Could every line of the data be printed exactly as it reads?

RECORDED DATA:

■ ■ ■ ■ ■

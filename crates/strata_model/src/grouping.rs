//! Grouping nodes: the children of a semantic field.

use std::collections::BTreeMap;
use std::sync::Arc;

use strata_foundation::{Error, Result};
use strata_storage::FieldSchema;

use crate::codec::TypedValue;
use crate::node::{FieldInput, PseudoNode};
use crate::unit_ref::UnitRef;

/// Builds child nodes on demand.
pub trait NodeFactory {
    /// Builds the node for child `alias` of `parent`.
    ///
    /// # Errors
    ///
    /// Returns `UnknownField` if `alias` is not a child of the parent field,
    /// or an error from loading the child's units.
    fn make_child(&mut self, parent: &GroupingNode, alias: &str) -> Result<PseudoNode>;
}

/// Children of a grouping field, keyed by alias and built lazily.
///
/// A grouping node is bound to the unit of the group instance it belongs
/// to. Children in the same group share that unit. Children rooting another
/// group get their own units.
pub struct GroupingNode {
    field: Arc<FieldSchema>,
    unit: Option<UnitRef>,
    children: BTreeMap<Arc<str>, PseudoNode>,
}

impl GroupingNode {
    /// Creates a grouping node with no children built yet.
    #[must_use]
    pub fn new(field: Arc<FieldSchema>, unit: Option<UnitRef>) -> Self {
        Self {
            field,
            unit,
            children: BTreeMap::new(),
        }
    }

    /// Returns the grouping field.
    #[must_use]
    pub fn field(&self) -> &Arc<FieldSchema> {
        &self.field
    }

    /// Returns the unit this node belongs to.
    #[must_use]
    pub fn unit(&self) -> Option<&UnitRef> {
        self.unit.as_ref()
    }

    /// Returns an already built child.
    #[must_use]
    pub fn child(&self, alias: &str) -> Option<&PseudoNode> {
        self.children.get(alias)
    }

    /// Returns a child, building it through `factory` on first access.
    ///
    /// # Errors
    ///
    /// Returns the factory's error.
    pub fn child_mut(
        &mut self,
        alias: &str,
        factory: &mut dyn NodeFactory,
    ) -> Result<&mut PseudoNode> {
        if !self.children.contains_key(alias) {
            let node = factory.make_child(self, alias)?;
            self.children.insert(Arc::from(alias), node);
        }
        self.children
            .get_mut(alias)
            .ok_or_else(|| Error::invariant(format!("{alias} vanished from {}", self.field.alias)))
    }

    /// Returns the value of a child field.
    ///
    /// # Errors
    ///
    /// Returns `PermissionDenied` for unreadable children, `InvalidValue`
    /// for list children, or the factory's or codec's error.
    pub fn get(&mut self, alias: &str, factory: &mut dyn NodeFactory) -> Result<TypedValue> {
        match self.child_mut(alias, factory)? {
            PseudoNode::Value(value) => value.get().cloned(),
            PseudoNode::List(_) => Err(holds_a_list(alias)),
            PseudoNode::Unavailable(unavailable) => Err(unavailable.denied()),
        }
    }

    /// Assigns the value of a child field.
    ///
    /// # Errors
    ///
    /// As for [`GroupingNode::get`].
    pub fn set(
        &mut self,
        alias: &str,
        input: impl Into<FieldInput>,
        factory: &mut dyn NodeFactory,
    ) -> Result<()> {
        match self.child_mut(alias, factory)? {
            PseudoNode::Value(value) => value.set(input),
            PseudoNode::List(_) => Err(holds_a_list(alias)),
            PseudoNode::Unavailable(unavailable) => unavailable.set(input),
        }
    }

    /// Iterates over built children in alias order.
    ///
    /// With `direct`, yields only value children stored in this node's own
    /// unit, skipping lists, placeholders and children rooting other groups.
    pub fn children(&self, direct: bool) -> impl Iterator<Item = (&str, &PseudoNode)> {
        self.children
            .iter()
            .filter(move |(_, node)| !direct || self.is_direct(node))
            .map(|(alias, node)| (alias.as_ref(), node))
    }

    /// Iterates mutably over built children in alias order.
    pub fn children_mut(&mut self) -> impl Iterator<Item = (&str, &mut PseudoNode)> {
        self.children
            .iter_mut()
            .map(|(alias, node)| (alias.as_ref(), node))
    }

    /// Returns the number of built children.
    #[must_use]
    pub fn built(&self) -> usize {
        self.children.len()
    }

    fn is_direct(&self, node: &PseudoNode) -> bool {
        match node {
            PseudoNode::Value(value) => UnitRef::same(value.unit(), self.unit.as_ref()),
            _ => false,
        }
    }
}

impl std::fmt::Debug for GroupingNode {
    fn fmt(&self, f: &mut std::fmt::Formatter<'_>) -> std::fmt::Result {
        f.debug_struct("GroupingNode")
            .field("field", &self.field.alias)
            .field("children", &self.children)
            .finish_non_exhaustive()
    }
}

fn holds_a_list(alias: &str) -> Error {
    Error::invalid_value("list", format!("{alias} holds a list; address one of its items"))
}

■ ■ ■ ■ ■

EXERCISE RESPONSE:
filename crates/strata_model/src/grouping.rs
//! Grouping nodes: the children of a semantic field.

use std::collections::BTreeMap;
use std::sync::Arc;

use strata_foundation::{Error, Result};
use strata_storage::FieldSchema;

use crate::codec::TypedValue;
use crate::node::{FieldInput, PseudoNode};
use crate::unit_ref::UnitRef;

/// Builds child nodes on demand.
pub trait NodeFactory {
    /// Builds the node for child `alias` of `parent`.
    ///
    /// # Errors
    ///
    /// Returns `UnknownField` if `alias` is not a child of the parent field,
    /// or an error from loading the child's units.
    fn make_child(&mut self, parent: &GroupingNode, alias: &str) -> Result<PseudoNode>;
}

/// Children of a grouping field, keyed by alias and built lazily.
///
/// A grouping node is bound to the unit of the group instance it belongs
/// to. Children in the same group share that unit. Children rooting another
/// group get their own units.
pub struct GroupingNode {
    field: Arc<FieldSchema>,
    unit: Option<UnitRef>,
    children: BTreeMap<Arc<str>, PseudoNode>,
}

impl GroupingNode {
    /// Creates a grouping node with no children built yet.
    #[must_use]
    pub fn new(field: Arc<FieldSchema>, unit: Option<UnitRef>) -> Self {
        Self {
            field,
            unit,
            children: BTreeMap::new(),
        }
    }

    /// Returns the grouping field.
    #[must_use]
    pub fn field(&self) -> &Arc<FieldSchema> {
        &self.field
    }

    /// Returns the unit this node belongs to.
    #[must_use]
    pub fn unit(&self) -> Option<&UnitRef> {
        self.unit.as_ref()
    }

    /// Returns an already built child.
    #[must_use]
    pub fn child(&self, alias: &str) -> Option<&PseudoNode> {
        self.children.get(alias)
    }

    /// Returns a child, building it through `factory` on first access.
    ///
    /// # Errors
    ///
    /// Returns the factory's error.
    pub fn child_mut(
        &mut self,
        alias: &str,
        factory: &mut dyn NodeFactory,
    ) -> Result<&mut PseudoNode> {
        if !self.children.contains_key(alias) {
            let node = factory.make_child(self, alias)?;
            self.children.insert(Arc::from(alias), node);
        }
        self.children
            .get_mut(alias)
            .ok_or_else(|| Error::invariant(format!("{alias} vanished from {}", self.field.alias)))
    }

    /// Returns the value of a child field.
    ///
    /// # Errors
    ///
    /// Returns `PermissionDenied` for unreadable children, `InvalidValue`
    /// for list children, or the factory's or codec's error.
    pub fn get(&mut self, alias: &str, factory: &mut dyn NodeFactory) -> Result<TypedValue> {
        match self.child_mut(alias, factory)? {
            PseudoNode::Value(value) => value.get().cloned(),
            PseudoNode::List(_) => Err(holds_a_list(alias)),
            PseudoNode::Unavailable(unavailable) => Err(unavailable.denied()),
        }
    }

    /// Assigns the value of a child field.
    ///
    /// # Errors
    ///
    /// As for [`GroupingNode::get`].
    pub fn set(
        &mut self,
        alias: &str,
        input: impl Into<FieldInput>,
        factory: &mut dyn NodeFactory,
    ) -> Result<()> {
        match self.child_mut(alias, factory)? {
            PseudoNode::Value(value) => value.set(input),
            PseudoNode::List(_) => Err(holds_a_list(alias)),
            PseudoNode::Unavailable(unavailable) => unavailable.set(input),
        }
    }

    /// Iterates over built children in alias order.
    ///
    /// With `direct`, yields only value children stored in this node's own
    /// unit, skipping lists, placeholders and children rooting other groups.
    pub fn children(&self, direct: bool) -> impl Iterator<Item = (&str, &PseudoNode)> {
        self.children
            .iter()
            .filter(move |(_, node)| !direct || self.is_direct(node))
            .map(|(alias, node)| (alias.as_ref(), node))
    }

    /// Iterates mutably over built children in alias order.
    pub fn children_mut(&mut self) -> impl Iterator<Item = (&str, &mut PseudoNode)> {
        self.children
            .iter_mut()
            .map(|(alias, node)| (alias.as_ref(), node))
    }

    /// Returns the number of built children.
    #[must_use]
    pub fn built(&self) -> usize {
        self.children.len()
    }

    fn is_direct(&self, node: &PseudoNode) -> bool {
        match node {
            PseudoNode::Value(value) => UnitRef::same(value.unit(), self.unit.as_ref()),
            _ => false,
        }
    }
}

impl std::fmt::Debug for GroupingNode {
    fn fmt(&self, f: &mut std::fmt::Formatter<'_>) -> std::fmt::Result {
        f.debug_struct("GroupingNode")
            .field("field", &self.field.alias)
            .field("children", &self.children)
            .finish_non_exhaustive()
    }
}

fn holds_a_list(alias: &str) -> Error {
    Error::invalid_value("list", format!("{alias} holds a list; address one of its items"))
}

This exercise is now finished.